■ SOURCE MATERIAL:

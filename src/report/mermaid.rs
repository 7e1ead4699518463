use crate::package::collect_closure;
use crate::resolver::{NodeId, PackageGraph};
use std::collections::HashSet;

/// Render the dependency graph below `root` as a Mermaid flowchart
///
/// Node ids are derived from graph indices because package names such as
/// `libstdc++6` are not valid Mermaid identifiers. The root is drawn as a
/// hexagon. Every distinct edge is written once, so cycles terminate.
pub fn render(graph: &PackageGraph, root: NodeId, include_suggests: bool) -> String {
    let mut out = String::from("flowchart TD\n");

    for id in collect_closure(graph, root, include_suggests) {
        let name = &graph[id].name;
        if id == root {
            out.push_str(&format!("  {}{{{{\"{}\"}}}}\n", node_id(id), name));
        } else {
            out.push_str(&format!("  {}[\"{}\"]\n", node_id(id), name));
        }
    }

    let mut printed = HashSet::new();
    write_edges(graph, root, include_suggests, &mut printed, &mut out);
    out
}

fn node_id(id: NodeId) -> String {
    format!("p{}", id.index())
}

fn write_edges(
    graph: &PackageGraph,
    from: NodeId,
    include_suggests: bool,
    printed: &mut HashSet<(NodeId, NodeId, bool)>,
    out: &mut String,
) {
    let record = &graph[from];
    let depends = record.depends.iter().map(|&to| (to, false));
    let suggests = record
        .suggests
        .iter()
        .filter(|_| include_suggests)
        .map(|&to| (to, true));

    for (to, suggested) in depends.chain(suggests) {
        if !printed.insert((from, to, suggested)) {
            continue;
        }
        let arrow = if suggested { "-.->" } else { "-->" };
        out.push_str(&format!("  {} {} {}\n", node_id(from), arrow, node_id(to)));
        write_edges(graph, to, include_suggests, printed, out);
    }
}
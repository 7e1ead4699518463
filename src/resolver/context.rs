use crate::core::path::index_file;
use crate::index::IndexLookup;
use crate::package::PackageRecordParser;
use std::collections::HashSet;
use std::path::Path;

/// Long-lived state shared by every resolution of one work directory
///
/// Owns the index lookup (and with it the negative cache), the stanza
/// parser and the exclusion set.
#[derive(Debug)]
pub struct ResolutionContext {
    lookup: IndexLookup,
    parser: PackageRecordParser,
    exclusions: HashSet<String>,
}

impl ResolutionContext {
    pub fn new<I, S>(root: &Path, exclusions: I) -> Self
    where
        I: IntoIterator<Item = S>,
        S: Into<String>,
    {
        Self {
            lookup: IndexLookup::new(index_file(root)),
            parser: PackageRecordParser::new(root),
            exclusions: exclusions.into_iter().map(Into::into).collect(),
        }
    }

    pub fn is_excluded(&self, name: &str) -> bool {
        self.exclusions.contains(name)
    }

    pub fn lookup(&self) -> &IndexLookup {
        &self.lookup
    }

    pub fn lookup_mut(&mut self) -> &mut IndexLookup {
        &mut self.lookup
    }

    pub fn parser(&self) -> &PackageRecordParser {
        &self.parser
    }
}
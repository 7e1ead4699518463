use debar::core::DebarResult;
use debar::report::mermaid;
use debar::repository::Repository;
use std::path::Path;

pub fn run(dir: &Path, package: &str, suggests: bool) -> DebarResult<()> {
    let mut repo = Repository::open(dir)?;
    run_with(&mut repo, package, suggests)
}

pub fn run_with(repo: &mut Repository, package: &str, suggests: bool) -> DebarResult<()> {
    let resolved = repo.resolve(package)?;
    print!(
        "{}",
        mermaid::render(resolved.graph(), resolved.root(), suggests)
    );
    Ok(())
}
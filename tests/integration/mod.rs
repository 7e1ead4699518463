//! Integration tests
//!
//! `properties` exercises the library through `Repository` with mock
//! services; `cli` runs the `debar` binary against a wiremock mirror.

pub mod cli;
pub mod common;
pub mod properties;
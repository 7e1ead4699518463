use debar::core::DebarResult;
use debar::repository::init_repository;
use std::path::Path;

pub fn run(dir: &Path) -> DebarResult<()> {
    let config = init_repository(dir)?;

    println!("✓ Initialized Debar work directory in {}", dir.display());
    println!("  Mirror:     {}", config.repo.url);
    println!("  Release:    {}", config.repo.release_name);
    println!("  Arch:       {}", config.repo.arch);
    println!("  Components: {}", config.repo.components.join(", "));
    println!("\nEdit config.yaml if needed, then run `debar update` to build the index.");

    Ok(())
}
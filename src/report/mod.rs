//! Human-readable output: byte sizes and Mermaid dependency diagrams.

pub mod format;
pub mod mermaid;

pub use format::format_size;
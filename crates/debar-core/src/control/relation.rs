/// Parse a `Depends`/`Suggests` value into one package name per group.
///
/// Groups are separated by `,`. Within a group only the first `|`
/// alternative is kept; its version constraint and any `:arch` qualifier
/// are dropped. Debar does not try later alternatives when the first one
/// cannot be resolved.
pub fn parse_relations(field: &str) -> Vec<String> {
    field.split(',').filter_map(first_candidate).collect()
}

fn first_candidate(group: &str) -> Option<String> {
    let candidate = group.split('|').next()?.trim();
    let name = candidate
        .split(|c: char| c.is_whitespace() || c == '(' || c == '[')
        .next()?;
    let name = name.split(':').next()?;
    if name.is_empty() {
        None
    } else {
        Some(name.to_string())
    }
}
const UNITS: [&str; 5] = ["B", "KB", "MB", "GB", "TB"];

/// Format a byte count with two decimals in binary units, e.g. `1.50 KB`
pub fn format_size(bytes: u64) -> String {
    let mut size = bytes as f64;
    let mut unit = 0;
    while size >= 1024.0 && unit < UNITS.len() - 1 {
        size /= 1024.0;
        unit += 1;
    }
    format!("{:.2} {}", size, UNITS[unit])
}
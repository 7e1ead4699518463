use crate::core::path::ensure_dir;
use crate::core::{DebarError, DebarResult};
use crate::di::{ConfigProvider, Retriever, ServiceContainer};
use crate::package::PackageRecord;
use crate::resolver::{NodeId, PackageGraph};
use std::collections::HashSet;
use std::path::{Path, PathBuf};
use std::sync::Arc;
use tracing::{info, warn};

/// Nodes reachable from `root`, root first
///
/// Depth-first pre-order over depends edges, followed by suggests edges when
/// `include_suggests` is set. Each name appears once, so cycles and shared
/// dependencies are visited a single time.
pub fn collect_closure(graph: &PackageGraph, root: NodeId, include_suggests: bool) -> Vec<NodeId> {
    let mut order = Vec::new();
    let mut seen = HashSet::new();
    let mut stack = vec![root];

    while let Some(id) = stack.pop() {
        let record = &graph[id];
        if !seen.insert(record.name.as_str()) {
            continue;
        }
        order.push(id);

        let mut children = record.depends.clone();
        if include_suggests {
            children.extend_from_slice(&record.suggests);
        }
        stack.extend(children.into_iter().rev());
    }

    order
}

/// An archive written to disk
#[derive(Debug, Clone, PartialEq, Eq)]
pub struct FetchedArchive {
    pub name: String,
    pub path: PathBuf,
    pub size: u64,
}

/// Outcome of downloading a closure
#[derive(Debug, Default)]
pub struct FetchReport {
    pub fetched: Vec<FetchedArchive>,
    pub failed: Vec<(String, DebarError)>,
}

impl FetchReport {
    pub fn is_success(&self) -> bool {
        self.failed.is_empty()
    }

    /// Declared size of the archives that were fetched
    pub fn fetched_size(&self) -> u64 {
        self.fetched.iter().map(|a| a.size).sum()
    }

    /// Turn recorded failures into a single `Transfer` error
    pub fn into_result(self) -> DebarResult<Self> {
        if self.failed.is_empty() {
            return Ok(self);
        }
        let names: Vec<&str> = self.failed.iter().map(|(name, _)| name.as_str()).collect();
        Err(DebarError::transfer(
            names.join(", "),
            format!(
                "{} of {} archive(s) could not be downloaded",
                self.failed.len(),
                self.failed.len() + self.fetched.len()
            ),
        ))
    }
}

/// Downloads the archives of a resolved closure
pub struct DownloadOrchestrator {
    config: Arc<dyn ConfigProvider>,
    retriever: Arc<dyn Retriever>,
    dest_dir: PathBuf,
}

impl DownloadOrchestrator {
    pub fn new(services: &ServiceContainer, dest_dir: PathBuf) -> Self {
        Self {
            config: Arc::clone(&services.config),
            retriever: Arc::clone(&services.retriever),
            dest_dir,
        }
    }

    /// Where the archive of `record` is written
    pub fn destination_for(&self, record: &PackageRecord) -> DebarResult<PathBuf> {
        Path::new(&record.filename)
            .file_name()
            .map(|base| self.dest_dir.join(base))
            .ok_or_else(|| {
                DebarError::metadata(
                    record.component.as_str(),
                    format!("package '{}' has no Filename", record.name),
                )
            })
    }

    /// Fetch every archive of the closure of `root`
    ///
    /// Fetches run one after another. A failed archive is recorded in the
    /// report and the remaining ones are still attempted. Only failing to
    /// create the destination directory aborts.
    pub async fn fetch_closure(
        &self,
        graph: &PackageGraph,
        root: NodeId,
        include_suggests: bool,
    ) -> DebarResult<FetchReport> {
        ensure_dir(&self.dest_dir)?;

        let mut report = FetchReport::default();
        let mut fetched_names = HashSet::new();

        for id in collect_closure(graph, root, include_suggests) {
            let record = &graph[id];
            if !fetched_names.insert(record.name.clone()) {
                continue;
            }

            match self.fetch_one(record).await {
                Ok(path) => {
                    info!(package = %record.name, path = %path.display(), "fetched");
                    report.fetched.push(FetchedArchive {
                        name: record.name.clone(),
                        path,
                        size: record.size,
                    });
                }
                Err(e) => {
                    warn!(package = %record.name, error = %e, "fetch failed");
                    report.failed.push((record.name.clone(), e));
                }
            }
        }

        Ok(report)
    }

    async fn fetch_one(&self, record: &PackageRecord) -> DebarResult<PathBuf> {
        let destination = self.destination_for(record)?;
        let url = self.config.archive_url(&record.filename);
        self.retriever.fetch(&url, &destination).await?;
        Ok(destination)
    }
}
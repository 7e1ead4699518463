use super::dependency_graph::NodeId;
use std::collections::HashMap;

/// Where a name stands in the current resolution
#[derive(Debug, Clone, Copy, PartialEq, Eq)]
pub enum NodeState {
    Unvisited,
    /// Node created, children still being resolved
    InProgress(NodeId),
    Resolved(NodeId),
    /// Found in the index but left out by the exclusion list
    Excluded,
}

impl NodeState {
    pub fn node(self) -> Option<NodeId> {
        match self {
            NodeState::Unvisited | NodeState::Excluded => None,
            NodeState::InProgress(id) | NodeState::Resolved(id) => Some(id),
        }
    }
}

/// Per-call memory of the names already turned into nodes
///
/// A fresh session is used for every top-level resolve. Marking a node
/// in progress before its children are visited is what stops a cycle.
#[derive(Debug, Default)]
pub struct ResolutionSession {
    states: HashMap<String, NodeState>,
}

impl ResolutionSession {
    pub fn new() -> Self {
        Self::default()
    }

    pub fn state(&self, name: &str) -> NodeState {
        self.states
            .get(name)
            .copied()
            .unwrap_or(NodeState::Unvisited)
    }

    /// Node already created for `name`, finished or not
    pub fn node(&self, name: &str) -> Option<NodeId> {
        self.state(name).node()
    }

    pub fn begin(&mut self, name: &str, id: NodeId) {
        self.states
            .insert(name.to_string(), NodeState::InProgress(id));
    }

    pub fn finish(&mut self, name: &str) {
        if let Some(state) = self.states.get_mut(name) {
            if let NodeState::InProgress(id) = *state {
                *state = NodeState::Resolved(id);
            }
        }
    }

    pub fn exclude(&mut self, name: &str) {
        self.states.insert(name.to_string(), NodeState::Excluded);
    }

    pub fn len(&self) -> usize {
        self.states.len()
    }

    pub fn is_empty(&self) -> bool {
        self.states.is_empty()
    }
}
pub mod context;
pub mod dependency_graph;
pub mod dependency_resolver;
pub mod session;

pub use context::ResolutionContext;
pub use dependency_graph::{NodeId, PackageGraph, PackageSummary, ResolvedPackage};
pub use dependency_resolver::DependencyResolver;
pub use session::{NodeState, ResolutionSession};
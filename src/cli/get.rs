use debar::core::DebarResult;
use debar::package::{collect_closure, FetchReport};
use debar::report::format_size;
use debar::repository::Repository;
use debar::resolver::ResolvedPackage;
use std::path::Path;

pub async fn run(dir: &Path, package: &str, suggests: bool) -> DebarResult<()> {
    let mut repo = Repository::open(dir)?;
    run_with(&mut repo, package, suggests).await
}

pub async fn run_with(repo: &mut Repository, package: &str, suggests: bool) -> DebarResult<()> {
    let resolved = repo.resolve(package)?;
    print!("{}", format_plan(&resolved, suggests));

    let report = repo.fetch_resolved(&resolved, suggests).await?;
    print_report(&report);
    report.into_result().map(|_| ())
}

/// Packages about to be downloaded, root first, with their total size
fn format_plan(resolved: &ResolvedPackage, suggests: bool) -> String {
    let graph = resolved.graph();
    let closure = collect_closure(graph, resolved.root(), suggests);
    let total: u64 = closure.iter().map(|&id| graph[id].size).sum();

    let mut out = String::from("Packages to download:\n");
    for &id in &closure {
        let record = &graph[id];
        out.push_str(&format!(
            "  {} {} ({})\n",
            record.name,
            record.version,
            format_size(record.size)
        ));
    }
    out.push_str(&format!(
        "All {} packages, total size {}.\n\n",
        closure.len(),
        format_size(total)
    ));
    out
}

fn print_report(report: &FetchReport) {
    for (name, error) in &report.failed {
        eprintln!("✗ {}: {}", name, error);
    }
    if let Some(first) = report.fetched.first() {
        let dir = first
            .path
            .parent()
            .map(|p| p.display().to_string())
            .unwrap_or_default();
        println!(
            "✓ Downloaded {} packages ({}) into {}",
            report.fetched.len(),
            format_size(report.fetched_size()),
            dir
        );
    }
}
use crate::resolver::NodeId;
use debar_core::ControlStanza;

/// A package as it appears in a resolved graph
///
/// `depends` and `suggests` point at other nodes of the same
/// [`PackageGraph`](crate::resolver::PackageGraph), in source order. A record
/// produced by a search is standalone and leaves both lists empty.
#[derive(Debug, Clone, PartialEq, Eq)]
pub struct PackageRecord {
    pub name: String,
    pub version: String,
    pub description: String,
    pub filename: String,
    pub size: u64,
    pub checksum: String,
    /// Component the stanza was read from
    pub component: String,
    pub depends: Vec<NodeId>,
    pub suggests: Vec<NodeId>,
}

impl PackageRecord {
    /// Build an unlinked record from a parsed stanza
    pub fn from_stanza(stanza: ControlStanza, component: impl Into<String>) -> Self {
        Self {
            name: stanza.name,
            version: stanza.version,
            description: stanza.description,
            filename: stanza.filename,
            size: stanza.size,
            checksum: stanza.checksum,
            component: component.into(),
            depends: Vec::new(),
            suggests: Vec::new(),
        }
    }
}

■ YOUR OBJECTIVE:
Select, from the listing, all lines that include the word "tests".

■ SOLUTION:
filename tests/integration/mod.rs
//! Integration tests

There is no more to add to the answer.